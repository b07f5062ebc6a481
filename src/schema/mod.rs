//! Schema Module
//!
//! Record type declarations and their validation.
//!
//! ## Responsibilities
//! - Validate type declarations (name length, field count and names,
//!   primary key position)
//! - Keep one immutable schema per type name for the life of a store

mod registry;

pub use registry::SchemaRegistry;

/// Longest accepted type name (in characters)
pub const MAX_TYPE_NAME_LEN: usize = 12;

/// Most fields a type may declare
pub const MAX_FIELDS: usize = 6;

/// Longest accepted leading token of a field name (in characters)
pub const MAX_FIELD_NAME_LEN: usize = 20;

/// A validated record type
#[derive(Debug, Clone, PartialEq, Eq)]
pub struct Schema {
    /// Type name
    pub name: String,
    /// Field names in record order
    pub fields: Vec<String>,
    /// Field count as declared by the caller; bookkeeping only
    pub declared_field_count: usize,
    /// Zero-based position of the primary key in `fields`
    pub primary_key_index: usize,
}

impl Schema {
    /// Number of values every record of this type carries
    pub fn arity(&self) -> usize {
        self.fields.len()
    }

    /// Name of the primary key field
    pub fn primary_key_field(&self) -> &str {
        &self.fields[self.primary_key_index]
    }

    /// Primary key of `record`, if the record is long enough to have one
    pub fn key_of<'r>(&self, record: &'r [String]) -> Option<&'r str> {
        record.get(self.primary_key_index).map(String::as_str)
    }
}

▸ **Your assignment**
Retype the whole listing above exactly.

▸ **Solution for this exercise**
repository b07f5062ebc6a481
filename src/schema/mod.rs
//! Schema Module
//!
//! Record type declarations and their validation.
//!
//! ## Responsibilities
//! - Validate type declarations (name length, field count and names,
//!   primary key position)
//! - Keep one immutable schema per type name for the life of a store

mod registry;

pub use registry::SchemaRegistry;

/// Longest accepted type name (in characters)
pub const MAX_TYPE_NAME_LEN: usize = 12;

/// Most fields a type may declare
pub const MAX_FIELDS: usize = 6;

/// Longest accepted leading token of a field name (in characters)
pub const MAX_FIELD_NAME_LEN: usize = 20;

/// A validated record type
#[derive(Debug, Clone, PartialEq, Eq)]
pub struct Schema {
    /// Type name
    pub name: String,
    /// Field names in record order
    pub fields: Vec<String>,
    /// Field count as declared by the caller; bookkeeping only
    pub declared_field_count: usize,
    /// Zero-based position of the primary key in `fields`
    pub primary_key_index: usize,
}

impl Schema {
    /// Number of values every record of this type carries
    pub fn arity(&self) -> usize {
        self.fields.len()
    }

    /// Name of the primary key field
    pub fn primary_key_field(&self) -> &str {
        &self.fields[self.primary_key_index]
    }

    /// Primary key of `record`, if the record is long enough to have one
    pub fn key_of<'r>(&self, record: &'r [String]) -> Option<&'r str> {
        record.get(self.primary_key_index).map(String::as_str)
    }
}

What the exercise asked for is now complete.